**Task goal:** Using the data below, output the first line and every line after it up to and including the line containing "used (hex ids)", exactly as written and with nothing added.
++++ Entries shown
// Router module - publish-time routing and lifecycle event plumbing
// This file wires the submission router that picks relay or default path
// and the event router that fans engine events out to handlers
//
// Numan Thabit 2025 Nov

pub mod events;
pub mod handlers;
pub mod submission;

pub use events::{LifecycleEvent, LifecycleEventRouter, TransactionEvent};
pub use handlers::{HandlerContext, HandlerTable, LifecycleRecorder, TransactionEventHandler};
pub use submission::{PublishHook, PublishOutcome, SubmissionRouter};
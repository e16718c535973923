// Configuration management module
// This file handles loading and parsing of configuration settings
// from environment variables and an optional config file
//
// Numan Thabit 2025 Nov

use crate::transaction::ChainId;
use anyhow::{bail, Context, Result};
use serde::Deserialize;
use std::collections::HashMap;
use std::path::PathBuf;
use url::Url;

const DEFAULT_ALLOWED_CHAINS: &[&str] = &["0x1", "0xaa36a7"];

#[derive(Debug, Clone, Deserialize)]
pub struct AppConfig {
    /// Target platform: extension, ios or android
    pub platform: Option<String>,
    /// Smart transactions relay API base, e.g. https://transaction.api.cx.metamask.io
    pub relay_endpoint: Option<Url>,
    /// Chains where relay submission may be used (hex ids)
    pub allowed_chain_ids: Option<Vec<String>>,
    /// Canonical RPC endpoint per chain; a user RPC must match it to use the relay
    pub canonical_rpc_urls: Option<HashMap<String, Url>>,
    /// JSON state snapshot consumed by the inspector binary
    pub snapshot_path: Option<PathBuf>,
}

impl AppConfig {
    pub fn load() -> Result<Self> {
        let cfg = config::Config::builder()
            .add_source(config::File::with_name("stx-router").required(false))
            .add_source(
                config::Environment::with_prefix("STX")
                    .separator("__")
                    .list_separator(",")
                    .with_list_parse_key("allowed_chain_ids")
                    .try_parsing(true),
            )
            .build()?;
        Ok(cfg.try_deserialize()?)
    }

    pub fn platform(&self) -> Result<Platform> {
        let raw = self
            .platform
            .as_deref()
            .unwrap_or("extension")
            .to_ascii_lowercase();
        match raw.as_str() {
            "extension" | "browser" => Ok(Platform::Extension),
            "ios" => Ok(Platform::Mobile(MobileOs::Ios)),
            "android" => Ok(Platform::Mobile(MobileOs::Android)),
            other => bail!("unsupported platform: {other}"),
        }
    }

    pub fn routing_settings(&self) -> Result<RoutingSettings> {
        let platform = self.platform().context("resolve platform")?;

        let allowed_chain_ids = match &self.allowed_chain_ids {
            Some(ids) if ids.is_empty() => bail!("STX__ALLOWED_CHAIN_IDS must not be empty"),
            Some(ids) => ids.iter().map(ChainId::new).collect(),
            None => DEFAULT_ALLOWED_CHAINS.iter().copied().map(ChainId::new).collect(),
        };

        let canonical_rpc_urls = self
            .canonical_rpc_urls
            .clone()
            .unwrap_or_default()
            .into_iter()
            .map(|(chain, url)| (ChainId::new(chain), url))
            .collect();

        Ok(RoutingSettings {
            platform,
            allowed_chain_ids,
            canonical_rpc_urls,
        })
    }
}

#[derive(Debug, Clone, Copy, PartialEq, Eq)]
pub enum MobileOs {
    Ios,
    Android,
}

#[derive(Debug, Clone, Copy, PartialEq, Eq)]
pub enum Platform {
    Extension,
    Mobile(MobileOs),
}

/// Static inputs of the eligibility decision that do not live in app state.
#[derive(Debug, Clone)]
pub struct RoutingSettings {
    pub platform: Platform,
    pub allowed_chain_ids: Vec<ChainId>,
    pub canonical_rpc_urls: HashMap<ChainId, Url>,
}

impl RoutingSettings {
    pub fn new(platform: Platform) -> Self {
        Self {
            platform,
            allowed_chain_ids: DEFAULT_ALLOWED_CHAINS.iter().copied().map(ChainId::new).collect(),
            canonical_rpc_urls: HashMap::new(),
        }
    }

    pub fn is_allowed_chain(&self, chain_id: &ChainId) -> bool {
        self.allowed_chain_ids.contains(chain_id)
    }

    pub fn canonical_rpc(&self, chain_id: &ChainId) -> Option<&Url> {
        self.canonical_rpc_urls.get(chain_id)
    }
}
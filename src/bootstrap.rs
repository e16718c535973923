// Transaction controller bootstrap
//
// Resolves the collaborating controllers, assembles the option set the
// transaction engine is constructed from, and attaches the lifecycle event
// router once the engine exists. Lookup and construction errors are returned
// to the caller unchanged.
//
// Numan Thabit 2025 Nov

use crate::bus::MessageBus;
use crate::config::RoutingSettings;
use crate::errors::RouterError;
use crate::relay::{RelaySubmitter, SmartTransactionsSource};
use crate::router::events::LifecycleEventRouter;
use crate::router::handlers::{HandlerContext, HandlerTable};
use crate::router::submission::{
    self, IncomingTransactionsPolicy, PendingTransactionsPolicy, PublishHook, SubmissionRouter,
};
use crate::state::StateReader;
use crate::transaction::{ChainId, SmartTransaction, TransactionMeta};
use async_trait::async_trait;
use futures::future::{BoxFuture, FutureExt};
use serde::{Deserialize, Serialize};
use std::collections::HashMap;
use std::sync::Arc;
use tracing::info;
use url::Url;

#[derive(Debug, Clone, PartialEq, Eq, Serialize, Deserialize)]
#[serde(rename_all = "camelCase")]
pub struct NetworkState {
    pub chain_id: ChainId,
    pub selected_network_client_id: String,
}

#[derive(Debug, Clone, PartialEq, Eq)]
pub struct NetworkClientConfiguration {
    pub chain_id: ChainId,
    pub rpc_url: Url,
}

pub type NetworkClientRegistry = HashMap<String, NetworkClientConfiguration>;

pub trait NetworkController: Send + Sync {
    fn state(&self) -> NetworkState;
    fn eip1559_compatibility(&self) -> Result<bool, RouterError>;
    fn network_client_registry(&self) -> NetworkClientRegistry;
}

#[async_trait]
pub trait GasFeeController: Send + Sync {
    async fn fetch_gas_fee_estimates(&self) -> Result<serde_json::Value, RouterError>;
}

#[async_trait]
pub trait KeyringController: Send + Sync {
    /// Returns the signed raw transaction.
    async fn sign_transaction(&self, tx: TransactionMeta, from: String) -> Result<String, RouterError>;
}

/// Lookup of sibling controllers. Each getter fails if the controller is not
/// registered yet.
pub trait ControllerRegistry: Send + Sync {
    fn network_controller(&self) -> Result<Arc<dyn NetworkController>, RouterError>;
    fn gas_fee_controller(&self) -> Result<Arc<dyn GasFeeController>, RouterError>;
    fn keyring_controller(&self) -> Result<Arc<dyn KeyringController>, RouterError>;
    fn smart_transactions_controller(&self)
        -> Result<Arc<dyn SmartTransactionsSource>, RouterError>;
}

#[derive(Debug, Clone, Default, PartialEq, Eq, Serialize, Deserialize)]
#[serde(default)]
pub struct TransactionControllerState {
    pub transactions: Vec<TransactionMeta>,
}

pub type BoolFn = Arc<dyn Fn() -> bool + Send + Sync>;

#[derive(Clone)]
pub struct IncomingTransactionsOptions {
    pub is_enabled: BoolFn,
    pub update_transactions: bool,
}

#[derive(Clone)]
pub struct PendingTransactionsOptions {
    pub is_resubmit_enabled: BoolFn,
}

#[derive(Clone)]
pub struct TransactionHooks {
    pub publish: PublishHook,
}

/// Everything the transaction engine needs from the outside world.
#[derive(Clone)]
pub struct TransactionControllerOptions {
    pub state: Option<TransactionControllerState>,
    pub get_external_pending_transactions: Arc<dyn Fn(&str) -> Vec<SmartTransaction> + Send + Sync>,
    pub is_simulation_enabled: BoolFn,
    pub incoming_transactions: IncomingTransactionsOptions,
    pub pending_transactions: PendingTransactionsOptions,
    pub hooks: TransactionHooks,
    pub get_network_state: Arc<dyn Fn() -> NetworkState + Send + Sync>,
    pub get_current_network_eip1559_compatibility:
        Arc<dyn Fn() -> Result<bool, RouterError> + Send + Sync>,
    pub get_gas_fee_estimates:
        Arc<dyn Fn() -> BoxFuture<'static, Result<serde_json::Value, RouterError>> + Send + Sync>,
    pub get_network_client_registry: Arc<dyn Fn() -> NetworkClientRegistry + Send + Sync>,
    pub sign: Arc<
        dyn Fn(TransactionMeta, String) -> BoxFuture<'static, Result<String, RouterError>>
            + Send
            + Sync,
    >,
}

pub struct ControllerInitRequest {
    pub controllers: Arc<dyn ControllerRegistry>,
    pub persisted_state: Option<TransactionControllerState>,
    pub init_messenger: Arc<dyn MessageBus>,
    pub state: Arc<dyn StateReader>,
    pub settings: RoutingSettings,
    pub relay: Arc<dyn RelaySubmitter>,
    pub handlers: HandlerTable,
}

pub struct TransactionControllerInit<E> {
    pub controller: E,
    pub submission: Arc<SubmissionRouter>,
    pub event_router: LifecycleEventRouter,
}

/// Build the engine with `build` and wire the routing layer around it.
pub fn init_transaction_controller<E>(
    request: ControllerInitRequest,
    build: impl FnOnce(TransactionControllerOptions) -> Result<E, RouterError>,
) -> Result<TransactionControllerInit<E>, RouterError> {
    let ControllerInitRequest {
        controllers,
        persisted_state,
        init_messenger,
        state,
        settings,
        relay,
        handlers,
    } = request;

    let network = controllers.network_controller()?;
    let gas_fees = controllers.gas_fee_controller()?;
    let keyring = controllers.keyring_controller()?;
    let smart_transactions = controllers.smart_transactions_controller()?;

    if LifecycleEventRouter::is_attached(init_messenger.as_ref()) {
        return Err(RouterError::Construction(
            "lifecycle events are already routed on this messenger".into(),
        ));
    }

    let submission = Arc::new(SubmissionRouter::new(state.clone(), settings, relay));
    let incoming = IncomingTransactionsPolicy::new(state.clone());
    let pending = PendingTransactionsPolicy;

    let options = TransactionControllerOptions {
        state: persisted_state,
        get_external_pending_transactions: Arc::new(move |address: &str| {
            submission::external_pending_transactions(smart_transactions.as_ref(), address)
        }),
        is_simulation_enabled: {
            let state = state.clone();
            Arc::new(move || state.snapshot().preferences.use_transaction_simulations)
        },
        incoming_transactions: IncomingTransactionsOptions {
            update_transactions: incoming.update_transactions,
            is_enabled: Arc::new(move || incoming.is_enabled()),
        },
        pending_transactions: PendingTransactionsOptions {
            is_resubmit_enabled: Arc::new(move || pending.is_resubmit_enabled()),
        },
        hooks: TransactionHooks {
            publish: submission.publish_hook(),
        },
        get_network_state: {
            let network = network.clone();
            Arc::new(move || network.state())
        },
        get_current_network_eip1559_compatibility: {
            let network = network.clone();
            Arc::new(move || network.eip1559_compatibility())
        },
        get_gas_fee_estimates: Arc::new(move || {
            let gas_fees = gas_fees.clone();
            async move { gas_fees.fetch_gas_fee_estimates().await }.boxed()
        }),
        get_network_client_registry: Arc::new(move || network.network_client_registry()),
        sign: Arc::new(move |tx: TransactionMeta, from: String| {
            let keyring = keyring.clone();
            async move { keyring.sign_transaction(tx, from).await }.boxed()
        }),
    };

    let controller = build(options)?;

    let context = HandlerContext::new(state);
    let event_router = LifecycleEventRouter::attach(init_messenger, handlers, context);
    info!(
        subscriptions = event_router.subscription_count(),
        "transaction controller initialized"
    );

    Ok(TransactionControllerInit {
        controller,
        submission,
        event_router,
    })
}
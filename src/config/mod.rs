//! Configuration module
//!
//! Optional YAML settings file. Command-line flags take precedence over
//! values read from the file.

pub mod loader;
pub mod schema;

pub use loader::{load_settings, parse_settings, validate};
pub use schema::{EngineSettings, Settings};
++++++++
**Exercise answer:**
// Router module - publish-time routing and lifecycle event plumbing
// This file wires the submission router that picks relay or default path
// and the event router that fans engine events out to handlers
//
// Numan Thabit 2025 Nov

pub mod events;
pub mod handlers;
pub mod submission;

pub use events::{LifecycleEvent, LifecycleEventRouter, TransactionEvent};
pub use handlers::{HandlerContext, HandlerTable, LifecycleRecorder, TransactionEventHandler};
pub use submission::{PublishHook, PublishOutcome, SubmissionRouter};
repository e16718c535973923
// Configuration management module
// This file handles loading and parsing of configuration settings
// from environment variables and an optional config file
//
// Numan Thabit 2025 Nov

use crate::transaction::ChainId;
use anyhow::{bail, Context, Result};
use serde::Deserialize;
use std::collections::HashMap;
use std::path::PathBuf;
use url::Url;

const DEFAULT_ALLOWED_CHAINS: &[&str] = &["0x1", "0xaa36a7"];

#[derive(Debug, Clone, Deserialize)]
pub struct AppConfig {
    /// Target platform: extension, ios or android
    pub platform: Option<String>,
    /// Smart transactions relay API base, e.g. https://transaction.api.cx.metamask.io
    pub relay_endpoint: Option<Url>,
    /// Chains where relay submission may be used (hex ids)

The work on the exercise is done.